Об этом ему давно хотелось сказать — полно, во весь голос, с вызовом, как манифест. Все не удавалось, не получалось — до этой минуты.
— Вот пришла, — продолжал он, — на одной читательской конференции записка — упрекают писателей, что они забыли об указании партии развивать критику. Справедливое напоминание. На эту записку отвечать следует так же недвусмысленно, как она написана. Призыв показать теневые стороны жизни, дурных людей-хапуг, приспособленцев, трусов — важен и актуален. Но это — не самодовлеющая задача, и нельзя забывать о цели, о том, ради чего это делается. Сила положительных идеалов художника должна стать в произведении во весь рост. Мы должны чувствовать, как художник содрогается от ненависти и презрения к той дряни, которую он вынужден, да, вынужден изображать, ибо удовольствием это не назовешь, вынужден выводить за ушко да на солнышко, в нашем еще несовершенном обществе. Выводить, чтобы уничтожать, а не коллекционировать.
— А у нас порою объективизм протаскивается под лозунгом борьбы за правду жизни. И это называют почему-то искренностью.
Здесь он совсем близко подошел к тому, что особенно задело его в последних публикациях, к тому шуму, который поднялся вокруг статьи Померанцева, напечатанной Твардовским в «Новом мире».
— Начинают говорить об искренности, как о некоем самодовлеющем требовании. Как будто бы хотят подменить этим само понятие партийности в литературе, само понятие метода социалистического реализма...
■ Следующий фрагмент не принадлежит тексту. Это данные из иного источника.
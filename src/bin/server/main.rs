//! OAR KV-Map Server and CLI
//!
//! A cross-platform binary that propagates key/value templates onto new
//! images, from the command line or over HTTP.
//!
//! # Usage
//!
//! ## Single image
//! ```bash
//! oar-kvmap-server align --template template.json --generic generic/0001.json --domain domain/0001.json
//! ```
//!
//! ## Batch
//! ```bash
//! oar-kvmap-server batch --template template.json --generic-dir generic --domain-dir domain --output-dir out
//! ```
//!
//! ## Server Mode
//! ```bash
//! oar-kvmap-server serve --port 8080 --key-snap-radius 40
//! ```

mod api;
mod cli;
mod config;
mod server;

use clap::{Parser, Subcommand};
use std::path::PathBuf;
use tracing::info;

#[derive(Parser)]
#[command(name = "oar-kvmap-server")]
#[command(author = "OAR-OCR Team")]
#[command(version = env!("CARGO_PKG_VERSION"))]
#[command(about = "Key/value template alignment via CLI or HTTP server", long_about = None)]
struct Cli {
    #[command(subcommand)]
    command: Commands,
}

#[derive(Subcommand)]
enum Commands {
    /// Align a template onto a single image
    Align {
        /// Template annotation document
        #[arg(long, env = "OAR_KV_TEMPLATE")]
        template: PathBuf,

        /// Generic OCR payload of the target image
        #[arg(long)]
        generic: PathBuf,

        /// Domain OCR payload of the target image
        #[arg(long)]
        domain: PathBuf,

        /// Image name written into the output document
        #[arg(long = "image-name")]
        image_name: Option<String>,

        /// Output file (prints to stdout when omitted)
        #[arg(long, short)]
        output: Option<PathBuf>,

        /// Output format (document, compact, result, manual, summary)
        #[arg(long, default_value = "document")]
        format: String,

        #[command(flatten)]
        tuning: config::TuningArgs,
    },
    /// Align a template onto every image of a folder
    Batch {
        /// Template annotation document
        #[arg(long, env = "OAR_KV_TEMPLATE")]
        template: PathBuf,

        /// Folder of generic OCR payloads (<stem>.json)
        #[arg(long = "generic-dir", env = "OAR_KV_GENERIC_DIR")]
        generic_dir: PathBuf,

        /// Folder of domain OCR payloads (<stem>.json)
        #[arg(long = "domain-dir", env = "OAR_KV_DOMAIN_DIR")]
        domain_dir: PathBuf,

        /// Folder receiving the aligned documents
        #[arg(long = "output-dir", env = "OAR_KV_OUTPUT_DIR")]
        output_dir: PathBuf,

        /// Folder of target images; pairs by image file stem when given
        #[arg(long = "image-dir")]
        image_dir: Option<PathBuf>,

        /// Write the compact export (no ids, integer boxes)
        #[arg(long)]
        compact: bool,

        /// Align images on this many threads (sequential when omitted)
        #[arg(long, env = "OAR_KV_WORKERS")]
        workers: Option<usize>,

        /// Write the batch report to this file
        #[arg(long)]
        report: Option<PathBuf>,

        #[command(flatten)]
        tuning: config::TuningArgs,
    },
    /// Start the HTTP server
    Serve {
        /// Port to listen on
        #[arg(long, short, default_value = "8080", env = "OAR_KV_PORT")]
        port: u16,

        /// Host to bind to
        #[arg(long, default_value = "0.0.0.0", env = "OAR_KV_HOST")]
        host: String,

        #[command(flatten)]
        tuning: config::TuningArgs,
    },
}

#[tokio::main]
async fn main() -> Result<(), Box<dyn std::error::Error + Send + Sync>> {
    // Initialize tracing
    oar_kvmap::utils::init_tracing();

    let cli = Cli::parse();

    match cli.command {
        Commands::Align {
            template,
            generic,
            domain,
            image_name,
            output,
            format,
            tuning,
        } => {
            let config = tuning.resolve()?;
            info!("Aligning {} onto {}", template.display(), generic.display());
            let args = cli::AlignArgs {
                template,
                generic,
                domain,
                image_name,
                output,
                format,
            };
            cli::process_single(&args, config)?;
        }
        Commands::Batch {
            template,
            generic_dir,
            domain_dir,
            output_dir,
            image_dir,
            compact,
            workers,
            report,
            tuning,
        } => {
            let config = tuning.resolve()?;
            info!("Processing folder: {}", generic_dir.display());
            let args = cli::BatchArgs {
                template,
                generic_dir,
                domain_dir,
                output_dir,
                image_dir,
                compact,
                workers,
                report,
            };
            cli::process_batch(args, config).await?;
        }
        Commands::Serve { port, host, tuning } => {
            let config = config::ServerConfig {
                align: tuning.resolve()?,
                host,
                port,
            };

            info!("Starting server on {}:{}", config.host, config.port);
            server::run_server(config).await?;
        }
    }

    Ok(())
}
И наконец вырвалось наружу — то, что болело так долго, с каждым днем все сильнее:
— Когда это понятие искренности выдвигается как некое открытие, то я считаю для себя глубоко оскорбительной такую постановку вопроса на тридцать восьмом году Советской власти... Когда об искренности говорят как о некоем нововведении... Что же, мы были неискренни, когда писали романы и стихи о первых пятилетках, о строительстве, о Комсомольске-на-Амуре?! Что, мы были неискренни, когда в войну работали и писали все, начиная с листовок и кончая романами и пьесами?
А что, прикажете мне стыдиться очерков, написанных в 41 году, в лихолетье? Что, мы нетипичные вещи показывали? Это были типичные вещи, типичные люди. Что же, мне теперь раскаиваться, что я или другие, я в данном случае говорю о тысячах военных корреспондентов, лакировали действительность? Почему Померанцев нас должен учить искренности? У него психология ташкентца.
Отсюда, от понятия «ташкентец», уже совсем было просто и естественно перекинуть мостик к Зощенко. Он чувствовал, как, вылезая из трясины и зыбкости, ступает на твердую почву разговора о войне и военной литературе.
— Когда человек сидит в Алма-Ате и в журнале выходит его повесть «Перед восходом солнца»... В разгар войны, в которой погибают миллионы жизней, во время блокады Ленинграда печатается гробокопательская вещь... Нужно было понять это и почувствовать, а не писать такую вещь в 43 году, во время Курской дуги...
Никто не требует от человека выходить на трибуну и бить себя в грудь, кричать — я подонок, — но ты пойми глубину своей вины, и что, может, самые резкие слова, адресованные тебе, еще недостаточны... Он тут говорил, как будто его убивали и убьют, невесть что с ним произойдет, а я могу напомнить, что через одиннадцать месяцев после того, как его критиковали резко в партийном решении, я помню это очень хорошо, я был тогда редактором «Нового мира», через одиннадцать месяцев поверили Зощенко, через одиннадцать месяцев были напечатаны его «Партизанские рассказы» в крупнейшем журнале страхи... Так это или не так?